We generated a plot to visualize the temporal distribution of articles assigned to each topic, from the earliest year in the dataset to the latest year. The resulting plot, shown in Fig. 1, shows how the proportion of articles assigned to each topic has changed over time, providing insights into the shifting trends and patterns of topic prevalence within the computational economics research landscape. The graph shows the proportion of all 14 topics from 2000 to 2022, in bottom-to-top order, starting with Topic 0 at the bottom.

To further investigate the popularity of these topics over time, the increase index,$r_K$, was calculated as the increase of the topic’s popularity between two timeframes. A value that is more than 1 implies that the topic has increased from the first timeframe to the second, while one that is less than 1 indicates a decreasing trend. It is important to note that the increase index captures the relative change in popularity over time but does not consider the absolute magnitude of the topic’s proportion or its overall significance within the field of computational economics and categorizing topics can benefit greatly from a more comprehensive assessment that takes into account various qualitative factors as well . These factors could include the overall prominence of the topic within the research community, its impact on the field, the level of interest and engagement from researchers, and its relevance to current trends and challenges in computational economics.

Figure 2 depicts the proportion over time for Hot Topics, which showcase a clearly discernible upward trend. These are topics that have experienced an appreciable growth in popularity and have garnered a significant amount of attention within the field. On the other hand, Cold Topics, illustrated in Fig. 3, exhibit a noticeable downward trend, and have witnessed a steady decline in their prominence and have attracted less interest among researchers in comparison to the initial years.

In Fig. 3, Topics 0, 1, and 2 make up the bulk of the corpus. This agrees with the fact that the four topics, Market Analysis, Equilibrium Analysis, and Financial Modeling, are more general domains of computational economics, and not very specialized areas of research, which attracts far more researchers. Looking at it from the perspective of topic modeling, it is easier for an algorithm to recognize these broad topics and assign more documents to them.

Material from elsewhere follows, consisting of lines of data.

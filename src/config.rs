//! Run-wide configuration
//!
//! Loaded once per invocation from three layers, later layers winning:
//! built-in defaults, an optional YAML file (`goss_config.yaml`) and
//! environment variables prefixed with `GOSS_` (`__` separates nesting, e.g.
//! `GOSS_EXECUTION__MAX_WORKERS=8`). The result is validated before any host
//! is contacted.

use crate::error::{GossError, Result};
use crate::retry::RetryConfig;
use config::{Config, Environment, File, FileFormat};
use serde::de::{self, Visitor};
use serde::{Deserialize, Deserializer, Serialize};
use std::fmt;
use std::path::Path;
use std::time::Duration;

pub const DEFAULT_CONFIG_FILE: &str = "goss_config.yaml";
pub const MAX_WORKERS_LIMIT: usize = 1024;
const MAX_RETRY_DELAY: Duration = Duration::from_secs(30);

/// Host key verification policy
#[derive(Debug, Clone, Copy, PartialEq, Eq, Serialize, Default)]
#[serde(rename_all = "lowercase")]
pub enum SecurityMode {
    /// Accept any key (debugging only)
    Permissive,
    /// Ask before trusting unknown or changed keys
    #[default]
    Interactive,
    /// Only keys already in the trust file
    Strict,
}

impl fmt::Display for SecurityMode {
    fn fmt(&self, f: &mut fmt::Formatter<'_>) -> fmt::Result {
        match self {
            SecurityMode::Permissive => write!(f, "permissive"),
            SecurityMode::Interactive => write!(f, "interactive"),
            SecurityMode::Strict => write!(f, "strict"),
        }
    }
}

impl SecurityMode {
    fn from_number(n: i64) -> Option<Self> {
        match n {
            0 => Some(SecurityMode::Permissive),
            1 => Some(SecurityMode::Interactive),
            2 => Some(SecurityMode::Strict),
            _ => None,
        }
    }
}

// Accepts both the numeric form (0/1/2) and the names.
impl<'de> Deserialize<'de> for SecurityMode {
    fn deserialize<D: Deserializer<'de>>(deserializer: D) -> std::result::Result<Self, D::Error> {
        struct ModeVisitor;

        impl<'de> Visitor<'de> for ModeVisitor {
            type Value = SecurityMode;

            fn expecting(&self, f: &mut fmt::Formatter) -> fmt::Result {
                f.write_str("0, 1, 2, permissive, interactive or strict")
            }

            fn visit_i64<E: de::Error>(self, v: i64) -> std::result::Result<SecurityMode, E> {
                SecurityMode::from_number(v)
                    .ok_or_else(|| E::custom(format!("invalid security_mode {}", v)))
            }

            fn visit_u64<E: de::Error>(self, v: u64) -> std::result::Result<SecurityMode, E> {
                let n = i64::try_from(v).map_err(|_| E::custom("security_mode out of range"))?;
                self.visit_i64(n)
            }

            fn visit_str<E: de::Error>(self, v: &str) -> std::result::Result<SecurityMode, E> {
                match v.trim().to_ascii_lowercase().as_str() {
                    "permissive" => Ok(SecurityMode::Permissive),
                    "interactive" => Ok(SecurityMode::Interactive),
                    "strict" => Ok(SecurityMode::Strict),
                    other => match other.parse::<i64>() {
                        Ok(n) => self.visit_i64(n),
                        Err(_) => Err(E::custom(format!("invalid security_mode '{}'", v))),
                    },
                }
            }
        }

        deserializer.deserialize_any(ModeVisitor)
    }
}

/// What to do when a transfer destination already exists
#[derive(Debug, Clone, Copy, PartialEq, Eq, Serialize, Deserialize, Default)]
#[serde(rename_all = "lowercase")]
pub enum OverwritePolicy {
    #[default]
    Always,
    Never,
}

impl fmt::Display for OverwritePolicy {
    fn fmt(&self, f: &mut fmt::Formatter<'_>) -> fmt::Result {
        match self {
            OverwritePolicy::Always => write!(f, "always"),
            OverwritePolicy::Never => write!(f, "never"),
        }
    }
}

#[derive(Debug, Clone, Serialize, Deserialize, PartialEq)]
pub struct ConnectionConfig {
    #[serde(default = "default_port")]
    pub default_port: u16,
    /// Seconds
    #[serde(default = "default_connect_timeout")]
    pub connect_timeout: u64,
    #[serde(default)]
    pub security_mode: SecurityMode,
}

impl Default for ConnectionConfig {
    fn default() -> Self {
        Self {
            default_port: default_port(),
            connect_timeout: default_connect_timeout(),
            security_mode: SecurityMode::default(),
        }
    }
}

#[derive(Debug, Clone, Serialize, Deserialize, PartialEq)]
pub struct ExecutionConfig {
    #[serde(default = "default_max_workers")]
    pub max_workers: usize,
    /// Seconds
    #[serde(default = "default_task_timeout")]
    pub task_timeout: u64,
    #[serde(default)]
    pub stop_on_error: bool,
}

impl Default for ExecutionConfig {
    fn default() -> Self {
        Self {
            max_workers: default_max_workers(),
            task_timeout: default_task_timeout(),
            stop_on_error: false,
        }
    }
}

#[derive(Debug, Clone, Serialize, Deserialize, PartialEq)]
pub struct FileTransferConfig {
    #[serde(default = "default_upload_dir")]
    pub default_upload_dir: String,
    #[serde(default = "default_download_dir")]
    pub default_download_dir: String,
    #[serde(default)]
    pub overwrite_policy: OverwritePolicy,
    /// Seconds, per attempt
    #[serde(default = "default_transfer_timeout")]
    pub transfer_timeout: u64,
    #[serde(default = "default_retries")]
    pub retries: u32,
    #[serde(default = "default_retry_backoff_ms")]
    pub retry_backoff_ms: u64,
}

impl Default for FileTransferConfig {
    fn default() -> Self {
        Self {
            default_upload_dir: default_upload_dir(),
            default_download_dir: default_download_dir(),
            overwrite_policy: OverwritePolicy::default(),
            transfer_timeout: default_transfer_timeout(),
            retries: default_retries(),
            retry_backoff_ms: default_retry_backoff_ms(),
        }
    }
}

fn default_port() -> u16 {
    22
}

fn default_connect_timeout() -> u64 {
    3
}

fn default_max_workers() -> usize {
    1
}

fn default_task_timeout() -> u64 {
    120
}

fn default_upload_dir() -> String {
    "/tmp".to_string()
}

fn default_download_dir() -> String {
    "./downloads/".to_string()
}

fn default_transfer_timeout() -> u64 {
    1800
}

fn default_retries() -> u32 {
    3
}

fn default_retry_backoff_ms() -> u64 {
    500
}

/// Run-wide policy, read-only for the duration of a run
#[derive(Debug, Clone, Default, Serialize, Deserialize, PartialEq)]
pub struct GossConfig {
    #[serde(default)]
    pub connection: ConnectionConfig,
    #[serde(default)]
    pub execution: ExecutionConfig,
    #[serde(default)]
    pub file_transfer: FileTransferConfig,
}

impl GossConfig {
    pub fn connect_timeout(&self) -> Duration {
        Duration::from_secs(self.connection.connect_timeout)
    }

    pub fn task_timeout(&self) -> Duration {
        Duration::from_secs(self.execution.task_timeout)
    }

    pub fn transfer_timeout(&self) -> Duration {
        Duration::from_secs(self.file_transfer.transfer_timeout)
    }

    /// Retry policy for uploads and downloads
    pub fn retry_config(&self) -> RetryConfig {
        RetryConfig::new(
            self.file_transfer.retries,
            Duration::from_millis(self.file_transfer.retry_backoff_ms),
            MAX_RETRY_DELAY,
        )
    }

    /// Check every field; the first violation wins
    pub fn validate(&self) -> Result<()> {
        if self.connection.default_port == 0 {
            return Err(invalid("connection.default_port must be between 1 and 65535"));
        }
        if self.connection.connect_timeout == 0 {
            return Err(invalid("connection.connect_timeout must be a positive integer"));
        }
        if self.execution.max_workers == 0 || self.execution.max_workers > MAX_WORKERS_LIMIT {
            return Err(invalid(format!(
                "execution.max_workers must be between 1 and {}",
                MAX_WORKERS_LIMIT
            ))
            .with_detail("max_workers", self.execution.max_workers));
        }
        if self.execution.task_timeout == 0 {
            return Err(invalid("execution.task_timeout must be a positive integer"));
        }
        if self.file_transfer.default_upload_dir.trim().is_empty() {
            return Err(invalid("file_transfer.default_upload_dir must not be empty"));
        }
        if self.file_transfer.default_download_dir.trim().is_empty() {
            return Err(invalid("file_transfer.default_download_dir must not be empty"));
        }
        if self.file_transfer.transfer_timeout == 0 {
            return Err(invalid("file_transfer.transfer_timeout must be a positive integer"));
        }
        if self.file_transfer.retries == 0 {
            return Err(invalid("file_transfer.retries must be a positive integer"));
        }
        Ok(())
    }
}

fn invalid(message: impl Into<String>) -> GossError {
    GossError::configuration(message).with_detail("file", DEFAULT_CONFIG_FILE)
}

/// Load configuration from defaults, an optional file and the environment
///
/// A missing file is not an error; a present but malformed one is.
///
/// # Errors
///
/// Returns a `Configuration` error if a layer cannot be parsed or the merged
/// result fails validation.
pub fn load_config(path: Option<&Path>) -> Result<GossConfig> {
    let mut builder = Config::builder();
    if let Some(path) = path {
        builder = builder.add_source(File::from(path).format(FileFormat::Yaml).required(false));
    }
    builder = builder.add_source(
        Environment::with_prefix("GOSS")
            .prefix_separator("_")
            .separator("__")
            .try_parsing(true),
    );

    let config: GossConfig = builder.build()?.try_deserialize()?;
    config.validate()?;
    Ok(config)
}

/// Parse configuration from a YAML string (defaults fill missing fields)
pub fn parse_config_yaml(content: &str) -> Result<GossConfig> {
    let config: GossConfig = Config::builder()
        .add_source(File::from_str(content, FileFormat::Yaml))
        .build()?
        .try_deserialize()?;
    config.validate()?;
    Ok(config)
}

Topics 10 and 12 have an extremely high increase index because the initial frequency of these topics is very low, so even a slight increase results in a large increase index. They have been excluded from this analysis. Topic 2: Equilibrium analysis has a slight decline but is still a very popular topic having a high proportion each year.

Topics like Topic 3: Game Theory, and Topic 4: Allocation Mechanism have gained popularity. The increase in game theory research can be attributed to the fact that the development of new game-theoretic models and techniques, such as mechanism design, repeated games, and evolutionary game theory, has expanded the scope of game theory and its applications. Additionally, the study of game theory has been fuelled by the recognition that many real-world problems can be modeled as games, and that game theory provides a powerful tool for analyzing and understanding these problems. This has led to increased interest and investment in game theory research and education. Topic 4, Allocation Mechanisms has gained popularity over the past two decades due to the increasing prevalence of electronic markets and the need for efficient allocation of resources. With the growth of online platforms and e-commerce, the demand for algorithms that can efficiently match buyers and sellers has increased.

Topics like Topic 9: Asset Pricing, and Topic 10: Fair Division have lost popularity. There is no available source that can confirm the decline of asset pricing as a research domain. In fact, asset pricing is still an active and popular research area in finance and economics, with many recent publications and ongoing research in the field. The decrease captured may have been influenced by shifts in the academic interests of the researchers that target the particular sources that have been used. Nonetheless, Topic 10, fair division, is a well-established area of research, and many of the key questions have already been answered. As a result, researchers may be less motivated to continue working in this area, as there are fewer novel research questions to explore. Additionally, other areas of economics and related fields may have gained more attention and funding, leading to a shift in research focus.

6.2 Trends and suggestions for future

Based on the analysis of the emerging trends in computational economics research, specifically some of the Hot Topics, we hope to make beneficial recommendations that future researchers can utilize.

The domain of dynamic mechanism design can be further explored, delving deeper to understand the design of efficient and adaptable mechanisms. The application of dynamic mechanisms in real-world scenarios can also be studied. Game theory continues to be a relevant and evolving field, and researchers can focus on exploring new dimensions and complexities of games. This can include analyzing strategic interactions that occur in different economic contexts and develo** novel solutions and equilibrium refinements. The study of efficient resource allocation offers opportunities for future researchers to explore new allocation models and fairness considerations. The impact of certain constraints that can contribute to more efficient and equitable allocation mechanisms can also be studied. Researchers can investigate different matching markets, study preference structures, analyze dynamics in matching processes, and propose improvements in the same.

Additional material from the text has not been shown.